The Eternal Cylinder Desert Gameplay

In fact, the available beta build of The Eternal Cylinder is light on explanation and heavy on promoting exploration. While the adventure's narrator sometimes pulls a Bastion and points players in the right direction, the gameplay is often just as much about poking at the world and seeing what happens than it is about actually making progress. The act of sucking up items from the world with a Trebhum snout and then consuming it to transform comes through purely through gameplay, and it immediately presents what feels like endless options for future challenges. With the developers promising over 50 different transformations in the final game, there will certainly be a lot of variety to discover even when player expectations fall back down to terra firma.

As could probably be expected in an ACE Team production, every creature design on the alien world is both beautiful and hauntingly weird. While the small elephant puffballs roll around the landscape like Sonic the Hedgehog, they'll pass by walking maws with teeth pointed towards the ground and insectoids hauling giant sacs of green goo. There are many space-faring adventures in popular culture that keep things relatable with their alien designs, and it's so refreshing to see just how bizarre each aspect of The Eternal Cylinder's world truly is.
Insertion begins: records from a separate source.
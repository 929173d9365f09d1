//! Integration tests for trading-gym

use chrono::{Duration, TimeZone, Utc};
use std::sync::Arc;
use trading_gym::config::{EnvConfig, RewardShaping};
use trading_gym::data::{
    read_feature_table, write_feature_table, Alignment, FeatureRow, FeatureStore, SymbolSeries,
    Tick,
};
use trading_gym::env::{Action, EnvStatus, ObservationLayout, TradingEnv};
use trading_gym::evaluation::{
    BuyAndHoldPolicy, EvaluationReport, EvaluationRunner, HoldPolicy, MacdCrossPolicy, Policy,
    RsiPolicy,
};
use trading_gym::indicators::compute_features;
use trading_gym::log::read_trade_log;
use trading_gym::session::{EvaluationJob, SessionManager, SessionStatus};
use trading_gym::GymError;

/// Helper function to create test ticks at 5-minute intervals
fn create_test_ticks(symbol: &str, count: usize, base_price: f64) -> Vec<Tick> {
    let base_time = Utc.with_ymd_and_hms(2024, 3, 1, 14, 30, 0).unwrap();
    (0..count)
        .map(|i| {
            let price = base_price + (i as f64 * 0.1) + (i as f64 % 10.0) * 0.5;
            Tick::new(
                symbol,
                base_time + Duration::minutes(5 * i as i64),
                price - 0.3,
                price + 1.0,
                price - 1.0,
                price,
                1_000 + (i as u64 % 7) * 100,
            )
        })
        .collect()
}

fn features(symbol: &str, count: usize, base_price: f64) -> Vec<FeatureRow> {
    compute_features(&create_test_ticks(symbol, count, base_price)).unwrap()
}

fn two_symbol_store(alignment: Alignment) -> Arc<FeatureStore> {
    Arc::new(
        FeatureStore::new(
            vec![
                SymbolSeries::new("AAPL", features("AAPL", 40, 100.0)),
                SymbolSeries::new("MSFT", features("MSFT", 40, 300.0)),
            ],
            alignment,
        )
        .unwrap(),
    )
}

#[test]
fn test_warm_up_rows_dropped_by_store() {
    let store = two_symbol_store(Alignment::Index);
    // RSI(14) is undefined for the first 13 ticks
    assert_eq!(store.episode_len(), 27);
    assert_eq!(store.symbols(), &["AAPL".to_string(), "MSFT".to_string()]);
}

#[test]
fn test_episode_flips_done_after_len_minus_one_steps() {
    let store = two_symbol_store(Alignment::Index);
    let len = store.episode_len();
    let mut env = TradingEnv::new(store, EnvConfig::default()).unwrap();

    let obs = env.reset().unwrap();
    assert_eq!(obs.len(), env.observation_space().width());
    assert_eq!(obs.len(), 13);

    let mut steps = 0;
    loop {
        let result = env.step(&[Action::Hold, Action::Hold]).unwrap();
        steps += 1;
        if result.done {
            break;
        }
    }
    assert_eq!(steps, len - 1);
    assert_eq!(env.status(), EnvStatus::Done);
    assert!(matches!(
        env.step(&[Action::Hold, Action::Hold]),
        Err(GymError::InvalidState(_))
    ));
}

#[test]
fn test_two_environments_are_deterministic() {
    let store = two_symbol_store(Alignment::Index);
    let config = EnvConfig::default().with_layout(ObservationLayout::Extended);
    let mut a = TradingEnv::new(Arc::clone(&store), config.clone()).unwrap();
    let mut b = TradingEnv::new(store, config).unwrap();

    assert_eq!(a.reset().unwrap(), b.reset().unwrap());
    let mut step = 0u8;
    loop {
        let actions = [step % 3, (step / 2) % 3];
        let ra = a.step_indices(&actions).unwrap();
        let rb = b.step_indices(&actions).unwrap();
        assert_eq!(ra, rb);
        assert!(a.cash() >= 0.0);
        if ra.done {
            break;
        }
        step = step.wrapping_add(1);
    }
    assert_eq!(a.episode_log(), b.episode_log());
}

#[test]
fn test_timestamp_gap_zero_fills_and_keeps_mark() {
    let mut msft = features("MSFT", 40, 100.0);
    msft.remove(20);
    let store = Arc::new(
        FeatureStore::new(
            vec![
                SymbolSeries::new("AAPL", features("AAPL", 40, 100.0)),
                SymbolSeries::new("MSFT", msft),
            ],
            Alignment::Timestamp,
        )
        .unwrap(),
    );
    assert_eq!(store.episode_len(), 27);

    let config = EnvConfig::default().with_reward(RewardShaping::disabled());
    let mut env = TradingEnv::new(store, config).unwrap();
    env.reset().unwrap();

    // put all the cash into MSFT
    let first = env.step(&[Action::Hold, Action::Buy]).unwrap();
    assert!(first.info.zero_filled.is_empty());
    assert!(env.positions()[1].shares > 0);

    let mut gap_step = None;
    for _ in 0..6 {
        let result = env.step(&[Action::Hold, Action::Hold]).unwrap();
        if !result.info.zero_filled.is_empty() {
            gap_step = Some(env.current_step());
            assert_eq!(result.info.zero_filled, vec!["MSFT".to_string()]);
            assert!(result.observation.values()[6..12].iter().all(|v| *v == 0.0));
        }
    }
    assert_eq!(gap_step, Some(7));
    let before_gap = env.total_value();

    // acting at the gap step: the sell is skipped, MSFT keeps its last close
    let at_gap = env.step(&[Action::Hold, Action::Sell]).unwrap();
    assert!(env.positions()[1].shares > 0);
    assert_eq!(env.total_value(), before_gap);
    assert!(at_gap.reward > 0.0);

    // no collapse to cash-only value on either side of the gap
    let after_gap = env.step(&[Action::Hold, Action::Hold]).unwrap();
    assert!(after_gap.reward > -1_000.0);
}

#[test]
fn test_policies_run_full_episodes() {
    let store = two_symbol_store(Alignment::Index);
    let runner = EvaluationRunner::new();

    let mut hold = HoldPolicy;
    let mut env = TradingEnv::new(Arc::clone(&store), EnvConfig::default()).unwrap();
    let result = runner.run(&mut env, &mut hold).unwrap();
    assert_eq!(result.end_value, 10_000.0);
    assert_eq!(result.num_fills, 0);
    assert_eq!(result.steps, store.episode_len() - 1);
    assert_eq!(result.real_world_minutes, 5 * result.steps as u64);

    let mut policies: Vec<Box<dyn Policy>> = vec![
        Box::new(BuyAndHoldPolicy),
        Box::new(RsiPolicy::default()),
        Box::new(MacdCrossPolicy::default()),
    ];
    for policy in policies.iter_mut() {
        let result = runner.run(&mut env, policy.as_mut()).unwrap();
        assert_eq!(result.values.len(), result.steps + 1);
        assert!(result.max_drawdown >= 0.0);
        assert!(EvaluationReport::new(result).format().contains("Evaluation Results"));
    }
}

#[test]
fn test_feature_table_to_logs() {
    let dir = tempfile::tempdir().unwrap();
    let table = dir.path().join("prepared_data.csv");
    let mut rows = features("AAPL", 30, 100.0);
    rows.extend(features("MSFT", 30, 250.0));
    write_feature_table(&table, &rows).unwrap();

    let series = read_feature_table(&table).unwrap();
    let store = Arc::new(FeatureStore::new(series, Alignment::Index).unwrap());
    let mut env = TradingEnv::new(store, EnvConfig::default()).unwrap();

    let trade_log = dir.path().join("trade_log.txt");
    let action_log = dir.path().join("actions_log.csv");
    let result = EvaluationRunner::new()
        .run_and_log(&mut env, &mut BuyAndHoldPolicy, &trade_log, &action_log)
        .unwrap();

    let entries = read_trade_log(&trade_log).unwrap();
    assert_eq!(entries.len(), 2 * result.steps);
    assert_eq!(entries[0].action, Action::Buy);
    assert_eq!(entries.last().unwrap().portfolio_value, result.end_value);
    assert!(action_log.exists());
}

#[tokio::test]
async fn test_evaluation_job_in_session() {
    let dir = tempfile::tempdir().unwrap();
    let job = EvaluationJob {
        store: two_symbol_store(Alignment::Index),
        config: EnvConfig::default(),
        policy: "rsi".to_string(),
        trade_log: dir.path().join("trade_log.txt"),
        action_log: dir.path().join("actions_log.csv"),
    };

    let manager = SessionManager::default();
    let id = manager.start(Box::new(job)).await;
    let info = manager.wait(id).await.unwrap();

    assert_eq!(info.status, SessionStatus::Completed, "{:?}", info.error);
    assert_eq!(info.kind, "evaluation");
    assert!(dir.path().join("trade_log.txt").exists());
}

#[tokio::test]
async fn test_unknown_policy_fails_session() {
    let dir = tempfile::tempdir().unwrap();
    let job = EvaluationJob {
        store: two_symbol_store(Alignment::Index),
        config: EnvConfig::default(),
        policy: "oracle".to_string(),
        trade_log: dir.path().join("trade_log.txt"),
        action_log: dir.path().join("actions_log.csv"),
    };

    let manager = SessionManager::default();
    let id = manager.start(Box::new(job)).await;
    let info = manager.wait(id).await.unwrap();
    assert_eq!(info.status, SessionStatus::Failed);
    assert!(info.error.unwrap().contains("unknown policy"));
}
The Eternal Cylinder Alien Elder

The Eternal Cylinder doesn't have a set release date as of yet, but what's already playable shows a lot of promise. Several of ACE Team's experiments have been interesting if lacking a bit in being particularly playable, but The Eternal Cylinder is instantly familiar despite being wholly unique. The platformer-esque controls and environmental puzzles bring back gameplay mechanics that haven't been as much in the spotlight recently, and pairing them with a world that needs to be seen to be believed is an alluring move. The Eternal Cylinder is certainly something to watch for this year.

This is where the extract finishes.